Welcome back to THE BRYANT PARK PROJECT from NPR News. We're always available online at I'm Alison Stewart.


And I'm Luke Burbank. I got my wish - more Jay-Z. And I'm going to put it out there on the air to the radio listeners of America: Can we cue up "Thriller" again and play it for the end of the show? Because I love that. And see now that I said it on the radio, they have to do it. It would be embarrassing if we didn't.

Coming up: Singer-songwriter Jill Sobule with an original song about what is the actual most scary thing about Halloween. It's really funny. First, though, we've got today's headlines with our own Rachel Martin.

BILL WOLFF (Announcer): This is NPR.


Hey, everyone. So after sidestepping a question about torture during his Senate confirmation hearing, U.S. Attorney General-nominee Michael Mukasey is trying to clear up the record. During his testimony earlier this month before the Senate Judiciary Committee, Mukasey was asked if he believed that waterboarding, an interrogation technique used by the CIA, amounts to torture. This was his answer.

Mr. MICHAEL MUKASEY (U.S. Attorney General Nominee): I don't know what's involved in the technique. If waterboarding is torture, torture is not constitutional.

MARTIN: Democrats called it a massive hedge, and the whole issue has called Mukasey's nomination into question. Yesterday, Mukasey wrote a letter to Senate Democrats saying he considers waterboarding repugnant, but he stopped short of declaring whether or not waterboarding is considered torture under U.S. law.

Senate Judiciary chair Patrick Leahy wasn't satisfied. He said he'll continue to delay any vote on Mukasey until the retired judge answers more questions from lawmakers.

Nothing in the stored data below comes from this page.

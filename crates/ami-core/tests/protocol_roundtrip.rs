//! Integration tests for the ami-core message model and state machines.
//!
//! These tests push serialized actions and scripted server output through
//! the public API: splitter, classifier, parser, aggregator, correlator and
//! dispatcher together.

use std::sync::{Arc, Mutex};

use ami_core::{
    domain::{CallOutcome, Correlator, Dispatcher, ListAggregator, Listener, Offer},
    protocol::{
        classify, ActionId, ActionMessage, CoreShowChannelsAction, DbGetAction, EventMessage,
        FrameKind, FrameSplitter, IncomingMessage, LoginAction, OriginateAction, ResponseMessage,
        SetVarAction,
    },
};

/// Serializes `action`, splits it back out of a byte stream and parses it.
fn roundtrip(action: &ActionMessage) -> IncomingMessage {
    let wire = action.serialize();
    let mut splitter = FrameSplitter::new();
    let frames = splitter.feed(wire.as_bytes()).expect("feed must succeed");
    assert_eq!(frames.len(), 1, "one action must yield one frame");
    assert_eq!(splitter.buffered_len(), 0, "nothing may remain buffered");
    IncomingMessage::parse(&frames[0])
}

fn assert_same_fields(action: &ActionMessage, parsed: &IncomingMessage) {
    assert_eq!(parsed.envelope().keys(), action.envelope().keys());
    assert_eq!(parsed.envelope().variables(), action.envelope().variables());
}

#[test]
fn test_roundtrip_login_action() {
    let action: ActionMessage = LoginAction::new("admin", "s3cret").with_events("off").into();

    let parsed = roundtrip(&action);

    assert_same_fields(&action, &parsed);
    assert_eq!(parsed.key("Action"), Some("Login"));
    assert_eq!(parsed.action_id(), Some(action.action_id().as_str()));
}

#[test]
fn test_roundtrip_originate_preserves_variable_multiplicity() {
    let action: ActionMessage = OriginateAction::new("SIP/100")
        .dial_extension("200", "default", "1")
        .with_variable("A", "1")
        .with_variable("A", "2")
        .with_variable("B", "x=y")
        .into();

    let parsed = roundtrip(&action);

    assert_same_fields(&action, &parsed);
    assert_eq!(parsed.envelope().variable("a").map(|v| v.len()), Some(2));
    assert_eq!(parsed.envelope().variable("b").and_then(|v| v.first()), Some("x=y"));
}

#[test]
fn test_roundtrip_with_explicit_action_id() {
    let id = ActionId::new("call-42").unwrap();
    let action: ActionMessage = SetVarAction::new("FOO", "bar")
        .on_channel("SIP/100-1")
        .into();
    let action = action.action_id_override(id);

    let parsed = roundtrip(&action);

    assert_same_fields(&action, &parsed);
    assert_eq!(parsed.action_id(), Some("call-42"));
}

#[test]
fn test_roundtrip_keys_survive_case_changes() {
    let action = ActionMessage::new("Command").key("COMMAND", "core show version");

    let parsed = roundtrip(&action);

    assert_eq!(parsed.key("command"), Some("core show version"));
    assert_eq!(parsed.key("Command"), Some("core show version"));
}

#[test]
fn test_list_flow_through_aggregator_and_correlator() {
    // Arrange: an outstanding CoreShowChannels call and the server's answer
    // delivered in awkward chunks.
    let action: ActionMessage = CoreShowChannelsAction.into();
    let id = action.action_id().as_str().to_string();
    let correlator = Correlator::new();
    let dispatcher = Dispatcher::new();
    let results: Arc<Mutex<Vec<CallOutcome>>> = Arc::default();
    let sink = Arc::clone(&results);
    correlator
        .register(action.action_id().clone(), Box::new(move |o| sink.lock().unwrap().push(o)))
        .unwrap();
    let unrelated = Arc::new(Mutex::new(Vec::new()));
    let seen = Arc::clone(&unrelated);
    dispatcher.register(Listener::from_fn(move |e: &EventMessage| {
        seen.lock().unwrap().push(e.name().to_string());
        Ok(())
    }));

    let stream = format!(
        "Response: Success\r\nActionID: {id}\r\nEventList: start\r\nMessage: Channels will follow\r\n\r\n\
         Event: CoreShowChannel\r\nActionID: {id}\r\nChannel: SIP/100-1\r\n\r\n\
         Event: Hangup\r\nChannel: SIP/300-9\r\n\r\n\
         Event: CoreShowChannel\r\nActionID: {id}\r\nChannel: SIP/200-2\r\n\r\n\
         Event: CoreShowChannelsComplete\r\nActionID: {id}\r\nEventList: Complete\r\nListItems: 2\r\n\r\n"
    );

    // Act
    let mut splitter = FrameSplitter::new();
    let mut aggregator = ListAggregator::new();
    for chunk in stream.as_bytes().chunks(7) {
        for frame in splitter.feed(chunk).unwrap() {
            match classify(&frame) {
                FrameKind::Response => {
                    let response = ResponseMessage::parse(&frame);
                    if response.is_list() {
                        aggregator.open(response).unwrap();
                    } else {
                        correlator.resolve(response);
                    }
                }
                FrameKind::Event => match aggregator.offer(EventMessage::parse(&frame)) {
                    Offer::Completed(response) => {
                        assert!(correlator.resolve(response));
                    }
                    Offer::Unclaimed(event) => {
                        dispatcher.dispatch(&event);
                    }
                    Offer::Absorbed => {}
                },
                FrameKind::Malformed => panic!("unexpected malformed frame: {frame:?}"),
            }
        }
    }

    // Assert
    let results = results.lock().unwrap();
    assert_eq!(results.len(), 1);
    let response = results[0].as_ref().unwrap();
    assert!(response.is_complete());
    let channels: Vec<_> = response.events().iter().filter_map(|e| e.channel()).collect();
    assert_eq!(channels, vec!["SIP/100-1", "SIP/200-2"]);
    assert_eq!(*unrelated.lock().unwrap(), vec!["Hangup"]);
    assert_eq!(aggregator.open_count(), 0);
}

#[test]
fn test_db_get_list_closes_on_db_get_response() {
    let action: ActionMessage = DbGetAction::new("cidname", "5551234").into();
    let id = action.action_id().as_str();
    let mut aggregator = ListAggregator::new();
    aggregator
        .open(ResponseMessage::parse(&format!(
            "Response: Success\r\nActionID: {id}\r\nMessage: Result will follow"
        )))
        .unwrap();

    let offer = aggregator.offer(EventMessage::parse(&format!(
        "Event: DBGetResponse\r\nActionID: {id}\r\nFamily: cidname\r\nKey: 5551234\r\nVal: Alice"
    )));

    let Offer::Completed(response) = offer else {
        panic!("DBGetResponse must close the list");
    };
    assert_eq!(response.events()[0].key("val"), Some("Alice"));
}

#[test]
fn test_channel_variables_from_wire_frame() {
    let wire = "Event: Newchannel\r\nChannel: SIP/100-1\r\nChanVariable(sip/100-1): CALLERID=Bob\r\n\r\n";
    let mut splitter = FrameSplitter::new();

    let frames = splitter.feed(wire.as_bytes()).unwrap();
    let event = EventMessage::parse(&frames[0]);

    assert_eq!(
        event.all_channel_variables()["sip/100-1"]["callerid"],
        "Bob"
    );
}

And less than an hour before it was scheduled to happen, the U.S. Supreme Court halted a state execution in Mississippi. Convicted killer Earl Wesley Berry was supposed to die of lethal injection yesterday, but hours before, the court granted him a stay. It's the third death penalty reprieve granted by the justices since they agreed last month to decide a case in Kentucky challenging that state's lethal injection procedures. Judicial experts say this most recent decision indicates the court will block all executions until the Kentucky case is decided next spring.

And the country's two top car-sharing companies are merging in hopes of getting more Americans to rent cars by the hour. Flexcar, based in Seattle and controlled by America Online founder Steve Case, will merge with the larger Zipcar, based in Boston. Both companies have weathered losses, and the merger is meant boost profitably within the year.

Zipcar and Flexcar were both founded in 1999, trying to appeal to college students and environmentally concerned urban dwellers. The companies rent cars by the hour, plus an annual membership fee, and it spurred some competition. Thrifty Car Rental announced this week it's opening two hourly rental locations in Manhattan.

Finally today, first he lost his pants, then he lost his lawsuit, now he's lost his job. Roy L. Pearson, Jr., the judge who lost his $54-million lawsuit against the Washington, D.C. dry cleaner, was ordered to vacate his office yesterday.

Pearson had served as a judge for two years and was up for a 10-year term at the Office of Administrative Hearing. But a judicial committee voted against reappointing him. Reports say Pearson was criticized for inappropriate judgment and judicial temperament. Pearson lost a lawsuit against Custom Cleaners in D.C., alleging that the shop lost a pair of his pants that he brought in for a $10 alteration.

That's the news, and it's always online at

WOLFF: This is NPR.

MARTIN: Luke and Alison, back to you.